[Exercise description]:
The answer must consist of every line in the data below that holds the word "shown".

[Data for this task]:
-=-=-=-=-

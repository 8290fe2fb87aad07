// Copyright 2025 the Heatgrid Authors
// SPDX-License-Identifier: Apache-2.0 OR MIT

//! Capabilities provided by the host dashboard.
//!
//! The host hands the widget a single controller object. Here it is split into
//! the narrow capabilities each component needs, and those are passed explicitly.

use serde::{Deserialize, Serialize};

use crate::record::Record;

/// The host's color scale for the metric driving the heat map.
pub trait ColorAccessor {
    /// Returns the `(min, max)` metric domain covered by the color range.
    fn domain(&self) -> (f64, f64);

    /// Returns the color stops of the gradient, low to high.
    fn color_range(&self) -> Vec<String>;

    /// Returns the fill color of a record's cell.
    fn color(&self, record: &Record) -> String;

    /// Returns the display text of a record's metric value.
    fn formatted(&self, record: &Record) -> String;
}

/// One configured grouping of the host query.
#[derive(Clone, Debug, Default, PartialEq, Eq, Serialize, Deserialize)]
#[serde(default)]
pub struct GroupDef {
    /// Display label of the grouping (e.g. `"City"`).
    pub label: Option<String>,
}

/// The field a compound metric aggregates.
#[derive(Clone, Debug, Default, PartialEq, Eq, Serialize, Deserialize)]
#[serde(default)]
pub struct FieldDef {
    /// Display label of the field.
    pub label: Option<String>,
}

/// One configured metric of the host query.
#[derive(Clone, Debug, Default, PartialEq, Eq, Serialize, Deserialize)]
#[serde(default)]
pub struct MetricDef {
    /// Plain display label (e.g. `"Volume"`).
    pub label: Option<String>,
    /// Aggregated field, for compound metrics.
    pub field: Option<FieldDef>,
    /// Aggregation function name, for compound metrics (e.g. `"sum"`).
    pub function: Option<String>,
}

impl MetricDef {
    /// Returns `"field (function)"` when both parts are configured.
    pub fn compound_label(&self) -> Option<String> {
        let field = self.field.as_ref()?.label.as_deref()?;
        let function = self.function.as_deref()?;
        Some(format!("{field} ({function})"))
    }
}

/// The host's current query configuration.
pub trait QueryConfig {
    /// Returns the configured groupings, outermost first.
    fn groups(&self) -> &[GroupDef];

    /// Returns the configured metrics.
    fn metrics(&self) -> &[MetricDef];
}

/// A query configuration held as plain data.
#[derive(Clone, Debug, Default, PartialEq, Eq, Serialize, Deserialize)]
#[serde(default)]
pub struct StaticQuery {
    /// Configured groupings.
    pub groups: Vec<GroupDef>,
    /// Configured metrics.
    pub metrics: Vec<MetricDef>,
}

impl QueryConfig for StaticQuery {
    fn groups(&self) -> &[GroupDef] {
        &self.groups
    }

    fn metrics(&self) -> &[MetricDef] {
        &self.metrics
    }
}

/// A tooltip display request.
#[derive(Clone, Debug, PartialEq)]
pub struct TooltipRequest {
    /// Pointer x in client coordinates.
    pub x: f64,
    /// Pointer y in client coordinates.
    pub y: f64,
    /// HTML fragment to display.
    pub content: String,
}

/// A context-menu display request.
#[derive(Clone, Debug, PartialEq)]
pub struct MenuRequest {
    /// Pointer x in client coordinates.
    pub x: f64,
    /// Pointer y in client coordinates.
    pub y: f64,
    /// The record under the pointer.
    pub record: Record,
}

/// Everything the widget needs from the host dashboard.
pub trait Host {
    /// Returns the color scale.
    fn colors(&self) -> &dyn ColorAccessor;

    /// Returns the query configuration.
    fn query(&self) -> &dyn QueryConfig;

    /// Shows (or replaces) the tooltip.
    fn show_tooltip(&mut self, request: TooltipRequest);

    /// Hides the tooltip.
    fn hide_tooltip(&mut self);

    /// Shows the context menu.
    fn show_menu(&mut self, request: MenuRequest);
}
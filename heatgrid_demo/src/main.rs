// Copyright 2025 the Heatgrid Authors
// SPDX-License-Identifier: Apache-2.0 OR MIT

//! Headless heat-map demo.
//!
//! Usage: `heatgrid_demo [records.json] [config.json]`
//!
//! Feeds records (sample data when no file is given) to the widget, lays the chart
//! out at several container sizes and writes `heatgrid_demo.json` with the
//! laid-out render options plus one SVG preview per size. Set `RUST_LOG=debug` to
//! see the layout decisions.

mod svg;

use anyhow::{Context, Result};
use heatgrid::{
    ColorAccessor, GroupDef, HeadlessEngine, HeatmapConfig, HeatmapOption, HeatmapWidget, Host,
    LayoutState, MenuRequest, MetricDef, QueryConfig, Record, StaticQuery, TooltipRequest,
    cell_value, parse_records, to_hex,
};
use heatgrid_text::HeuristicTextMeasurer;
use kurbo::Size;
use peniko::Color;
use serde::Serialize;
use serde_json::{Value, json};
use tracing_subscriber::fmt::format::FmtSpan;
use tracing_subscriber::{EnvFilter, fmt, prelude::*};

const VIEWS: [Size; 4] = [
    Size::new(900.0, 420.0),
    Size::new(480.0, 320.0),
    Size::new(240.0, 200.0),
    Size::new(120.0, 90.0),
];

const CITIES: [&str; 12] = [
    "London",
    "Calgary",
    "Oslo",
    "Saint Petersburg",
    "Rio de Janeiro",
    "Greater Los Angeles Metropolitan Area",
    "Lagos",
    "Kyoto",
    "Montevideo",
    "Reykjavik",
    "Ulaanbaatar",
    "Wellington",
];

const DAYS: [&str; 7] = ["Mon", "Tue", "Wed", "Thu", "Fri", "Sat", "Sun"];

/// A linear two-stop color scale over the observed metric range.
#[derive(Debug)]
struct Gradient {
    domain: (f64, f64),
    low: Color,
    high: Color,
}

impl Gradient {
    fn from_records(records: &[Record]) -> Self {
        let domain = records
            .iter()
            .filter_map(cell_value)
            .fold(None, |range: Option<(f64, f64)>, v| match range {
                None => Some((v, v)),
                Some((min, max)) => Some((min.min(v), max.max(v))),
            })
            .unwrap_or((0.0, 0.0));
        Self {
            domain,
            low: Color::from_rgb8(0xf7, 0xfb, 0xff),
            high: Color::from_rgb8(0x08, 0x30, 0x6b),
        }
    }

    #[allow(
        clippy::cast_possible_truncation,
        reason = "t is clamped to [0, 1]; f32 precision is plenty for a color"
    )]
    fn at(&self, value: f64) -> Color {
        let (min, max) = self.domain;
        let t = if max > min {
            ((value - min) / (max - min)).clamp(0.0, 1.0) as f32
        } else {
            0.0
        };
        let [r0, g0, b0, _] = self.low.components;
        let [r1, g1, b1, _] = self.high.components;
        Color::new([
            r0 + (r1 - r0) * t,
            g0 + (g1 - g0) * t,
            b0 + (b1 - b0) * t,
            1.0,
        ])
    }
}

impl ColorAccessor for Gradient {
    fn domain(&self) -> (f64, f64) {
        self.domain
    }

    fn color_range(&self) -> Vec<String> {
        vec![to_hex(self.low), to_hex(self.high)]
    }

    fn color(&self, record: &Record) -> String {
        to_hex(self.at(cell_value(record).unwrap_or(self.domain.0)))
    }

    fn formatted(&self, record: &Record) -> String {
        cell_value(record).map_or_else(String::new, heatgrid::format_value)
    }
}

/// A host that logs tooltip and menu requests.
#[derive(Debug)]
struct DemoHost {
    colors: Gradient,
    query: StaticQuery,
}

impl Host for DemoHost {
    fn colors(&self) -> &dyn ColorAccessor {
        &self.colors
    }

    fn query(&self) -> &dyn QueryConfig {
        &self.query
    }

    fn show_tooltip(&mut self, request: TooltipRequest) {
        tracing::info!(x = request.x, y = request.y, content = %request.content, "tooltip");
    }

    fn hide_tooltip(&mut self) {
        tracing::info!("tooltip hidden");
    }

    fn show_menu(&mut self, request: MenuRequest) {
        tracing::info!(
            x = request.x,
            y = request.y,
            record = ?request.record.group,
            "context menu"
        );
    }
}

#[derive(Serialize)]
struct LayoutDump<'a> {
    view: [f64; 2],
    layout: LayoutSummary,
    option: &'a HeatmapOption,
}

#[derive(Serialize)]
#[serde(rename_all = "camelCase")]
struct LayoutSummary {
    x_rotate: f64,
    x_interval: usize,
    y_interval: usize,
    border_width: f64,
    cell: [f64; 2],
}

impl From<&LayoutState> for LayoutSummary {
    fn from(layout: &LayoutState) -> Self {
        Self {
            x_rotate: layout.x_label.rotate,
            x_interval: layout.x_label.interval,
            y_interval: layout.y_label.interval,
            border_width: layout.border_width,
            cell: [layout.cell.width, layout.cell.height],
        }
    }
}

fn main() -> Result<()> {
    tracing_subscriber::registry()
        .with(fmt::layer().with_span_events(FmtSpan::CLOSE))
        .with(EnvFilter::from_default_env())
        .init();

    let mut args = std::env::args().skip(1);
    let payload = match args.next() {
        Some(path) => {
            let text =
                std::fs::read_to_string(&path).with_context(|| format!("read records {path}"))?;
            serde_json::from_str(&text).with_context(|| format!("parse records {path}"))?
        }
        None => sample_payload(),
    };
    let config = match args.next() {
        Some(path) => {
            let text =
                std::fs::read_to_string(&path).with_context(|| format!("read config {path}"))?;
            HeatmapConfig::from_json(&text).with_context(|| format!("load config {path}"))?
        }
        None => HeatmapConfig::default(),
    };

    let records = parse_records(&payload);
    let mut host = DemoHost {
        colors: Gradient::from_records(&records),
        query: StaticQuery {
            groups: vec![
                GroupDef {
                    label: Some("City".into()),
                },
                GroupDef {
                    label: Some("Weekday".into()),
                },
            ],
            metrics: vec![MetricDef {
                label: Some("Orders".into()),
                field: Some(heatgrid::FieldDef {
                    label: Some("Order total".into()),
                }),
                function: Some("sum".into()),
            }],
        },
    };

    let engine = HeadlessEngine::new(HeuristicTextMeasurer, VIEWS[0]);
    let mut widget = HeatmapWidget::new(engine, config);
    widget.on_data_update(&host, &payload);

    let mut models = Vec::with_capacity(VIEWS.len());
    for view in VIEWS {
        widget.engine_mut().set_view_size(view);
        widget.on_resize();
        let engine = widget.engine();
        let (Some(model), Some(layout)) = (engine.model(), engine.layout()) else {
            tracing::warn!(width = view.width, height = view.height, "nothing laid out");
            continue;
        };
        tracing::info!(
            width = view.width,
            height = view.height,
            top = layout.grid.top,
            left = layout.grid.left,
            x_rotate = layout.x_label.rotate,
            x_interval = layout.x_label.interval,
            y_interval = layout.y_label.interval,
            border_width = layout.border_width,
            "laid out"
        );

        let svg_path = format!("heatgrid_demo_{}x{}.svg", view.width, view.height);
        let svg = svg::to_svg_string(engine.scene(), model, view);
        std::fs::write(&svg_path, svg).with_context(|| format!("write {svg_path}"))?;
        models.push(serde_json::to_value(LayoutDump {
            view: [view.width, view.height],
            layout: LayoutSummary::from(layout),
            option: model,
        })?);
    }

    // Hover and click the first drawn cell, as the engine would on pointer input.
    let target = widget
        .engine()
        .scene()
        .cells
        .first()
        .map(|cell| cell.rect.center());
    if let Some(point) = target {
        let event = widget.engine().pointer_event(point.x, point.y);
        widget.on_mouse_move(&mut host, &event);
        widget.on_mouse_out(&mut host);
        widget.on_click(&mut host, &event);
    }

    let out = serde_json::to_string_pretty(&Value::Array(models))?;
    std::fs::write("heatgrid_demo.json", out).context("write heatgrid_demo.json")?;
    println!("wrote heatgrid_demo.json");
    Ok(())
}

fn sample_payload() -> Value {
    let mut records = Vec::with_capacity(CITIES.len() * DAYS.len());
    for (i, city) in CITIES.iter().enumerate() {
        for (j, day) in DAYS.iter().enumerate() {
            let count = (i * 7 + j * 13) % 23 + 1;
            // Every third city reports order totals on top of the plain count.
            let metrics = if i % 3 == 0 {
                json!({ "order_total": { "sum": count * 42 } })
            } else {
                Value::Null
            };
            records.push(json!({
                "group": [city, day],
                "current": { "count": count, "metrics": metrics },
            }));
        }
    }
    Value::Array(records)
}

-=-=-=-=-

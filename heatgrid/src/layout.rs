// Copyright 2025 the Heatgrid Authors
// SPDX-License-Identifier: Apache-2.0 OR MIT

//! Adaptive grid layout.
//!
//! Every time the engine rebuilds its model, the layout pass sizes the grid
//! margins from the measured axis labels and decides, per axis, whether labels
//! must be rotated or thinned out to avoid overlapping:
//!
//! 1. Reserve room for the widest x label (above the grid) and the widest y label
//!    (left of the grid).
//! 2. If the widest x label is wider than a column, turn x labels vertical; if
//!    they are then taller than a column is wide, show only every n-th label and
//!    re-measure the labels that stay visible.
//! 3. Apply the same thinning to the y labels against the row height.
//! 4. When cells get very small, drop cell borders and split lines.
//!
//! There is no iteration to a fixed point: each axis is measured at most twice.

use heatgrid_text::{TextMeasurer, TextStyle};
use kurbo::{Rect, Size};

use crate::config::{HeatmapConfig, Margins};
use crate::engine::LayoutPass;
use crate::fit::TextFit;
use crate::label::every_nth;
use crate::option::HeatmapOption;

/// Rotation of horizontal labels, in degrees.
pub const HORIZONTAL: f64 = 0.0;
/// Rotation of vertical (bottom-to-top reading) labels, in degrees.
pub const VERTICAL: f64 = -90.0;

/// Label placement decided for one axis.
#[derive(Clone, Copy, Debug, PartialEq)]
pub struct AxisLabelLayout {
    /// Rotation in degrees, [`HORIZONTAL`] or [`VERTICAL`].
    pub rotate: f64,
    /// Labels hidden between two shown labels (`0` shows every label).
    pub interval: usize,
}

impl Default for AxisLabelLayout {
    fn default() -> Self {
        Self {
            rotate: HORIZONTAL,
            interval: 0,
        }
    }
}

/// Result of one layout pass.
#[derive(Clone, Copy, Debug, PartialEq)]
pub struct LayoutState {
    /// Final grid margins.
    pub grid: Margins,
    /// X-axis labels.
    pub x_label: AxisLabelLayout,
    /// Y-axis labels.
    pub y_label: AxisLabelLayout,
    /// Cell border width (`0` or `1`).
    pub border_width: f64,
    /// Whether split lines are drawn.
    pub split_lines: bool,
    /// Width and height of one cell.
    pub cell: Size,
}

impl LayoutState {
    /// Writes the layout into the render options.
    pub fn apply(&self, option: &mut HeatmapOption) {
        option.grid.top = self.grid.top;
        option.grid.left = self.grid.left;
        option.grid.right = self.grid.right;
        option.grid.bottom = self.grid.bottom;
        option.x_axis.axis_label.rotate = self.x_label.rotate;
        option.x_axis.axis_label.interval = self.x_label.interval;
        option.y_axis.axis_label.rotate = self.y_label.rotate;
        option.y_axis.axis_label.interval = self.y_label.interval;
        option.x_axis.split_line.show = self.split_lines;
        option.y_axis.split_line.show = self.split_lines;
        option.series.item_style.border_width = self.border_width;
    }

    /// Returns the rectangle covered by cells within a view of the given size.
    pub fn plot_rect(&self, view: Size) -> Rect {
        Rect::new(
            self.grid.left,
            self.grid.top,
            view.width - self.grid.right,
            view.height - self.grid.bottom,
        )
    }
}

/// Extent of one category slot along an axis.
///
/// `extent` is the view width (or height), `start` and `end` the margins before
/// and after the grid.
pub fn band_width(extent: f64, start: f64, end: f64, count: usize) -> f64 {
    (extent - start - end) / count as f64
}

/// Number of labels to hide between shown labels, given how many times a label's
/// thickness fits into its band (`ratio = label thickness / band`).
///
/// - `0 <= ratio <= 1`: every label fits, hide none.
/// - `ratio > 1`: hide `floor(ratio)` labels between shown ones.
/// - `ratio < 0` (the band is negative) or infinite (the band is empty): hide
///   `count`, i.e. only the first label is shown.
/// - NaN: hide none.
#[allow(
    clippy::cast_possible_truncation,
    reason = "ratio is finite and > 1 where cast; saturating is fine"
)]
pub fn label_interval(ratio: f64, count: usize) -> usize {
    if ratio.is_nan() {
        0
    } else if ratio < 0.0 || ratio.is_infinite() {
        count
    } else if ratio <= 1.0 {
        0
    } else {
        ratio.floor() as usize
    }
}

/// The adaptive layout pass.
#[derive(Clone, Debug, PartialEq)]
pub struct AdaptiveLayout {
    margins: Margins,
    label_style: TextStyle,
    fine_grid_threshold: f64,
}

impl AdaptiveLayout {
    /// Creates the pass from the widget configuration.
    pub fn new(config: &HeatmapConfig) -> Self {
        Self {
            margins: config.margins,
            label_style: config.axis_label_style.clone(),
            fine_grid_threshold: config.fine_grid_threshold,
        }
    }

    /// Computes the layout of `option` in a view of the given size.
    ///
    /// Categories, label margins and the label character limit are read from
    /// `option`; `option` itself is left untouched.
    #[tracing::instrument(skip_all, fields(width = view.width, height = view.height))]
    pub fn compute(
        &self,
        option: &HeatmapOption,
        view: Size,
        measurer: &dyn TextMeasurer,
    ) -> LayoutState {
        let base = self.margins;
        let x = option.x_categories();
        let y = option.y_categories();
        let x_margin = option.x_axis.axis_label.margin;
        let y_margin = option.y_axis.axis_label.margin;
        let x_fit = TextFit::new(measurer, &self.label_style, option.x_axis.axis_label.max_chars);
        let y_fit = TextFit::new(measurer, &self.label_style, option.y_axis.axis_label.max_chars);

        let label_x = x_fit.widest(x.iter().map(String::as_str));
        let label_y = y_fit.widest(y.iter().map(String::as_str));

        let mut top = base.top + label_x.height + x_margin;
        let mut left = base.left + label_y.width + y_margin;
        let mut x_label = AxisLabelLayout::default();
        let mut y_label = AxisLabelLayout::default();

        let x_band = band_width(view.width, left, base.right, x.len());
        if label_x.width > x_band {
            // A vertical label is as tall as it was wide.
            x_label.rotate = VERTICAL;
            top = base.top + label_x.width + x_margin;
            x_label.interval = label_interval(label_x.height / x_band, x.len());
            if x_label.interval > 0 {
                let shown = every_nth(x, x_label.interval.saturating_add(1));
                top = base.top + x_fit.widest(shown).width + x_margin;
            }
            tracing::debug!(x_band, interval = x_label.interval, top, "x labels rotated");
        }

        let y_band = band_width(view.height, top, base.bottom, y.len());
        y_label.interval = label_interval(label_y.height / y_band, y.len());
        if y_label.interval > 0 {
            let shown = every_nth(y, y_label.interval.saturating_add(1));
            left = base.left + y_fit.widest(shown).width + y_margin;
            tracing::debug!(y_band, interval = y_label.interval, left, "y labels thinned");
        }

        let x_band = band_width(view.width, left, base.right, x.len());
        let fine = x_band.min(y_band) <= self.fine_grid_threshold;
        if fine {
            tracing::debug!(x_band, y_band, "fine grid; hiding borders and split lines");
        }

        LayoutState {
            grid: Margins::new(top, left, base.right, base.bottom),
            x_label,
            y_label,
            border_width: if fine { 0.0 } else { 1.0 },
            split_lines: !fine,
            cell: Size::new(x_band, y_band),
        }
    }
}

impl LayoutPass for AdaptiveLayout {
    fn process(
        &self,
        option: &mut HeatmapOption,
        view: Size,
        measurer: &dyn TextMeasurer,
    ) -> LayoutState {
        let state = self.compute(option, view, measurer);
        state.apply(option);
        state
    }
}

-=-=-=-=-

[Exercise output]:
    /// Labels hidden between two shown labels (`0` shows every label).
/// Number of labels to hide between shown labels, given how many times a label's
/// - `ratio > 1`: hide `floor(ratio)` labels between shown ones.
///   `count`, i.e. only the first label is shown.
                let shown = every_nth(x, x_label.interval.saturating_add(1));
                top = base.top + x_fit.widest(shown).width + x_margin;
            let shown = every_nth(y, y_label.interval.saturating_add(1));
            left = base.left + y_fit.widest(shown).width + y_margin;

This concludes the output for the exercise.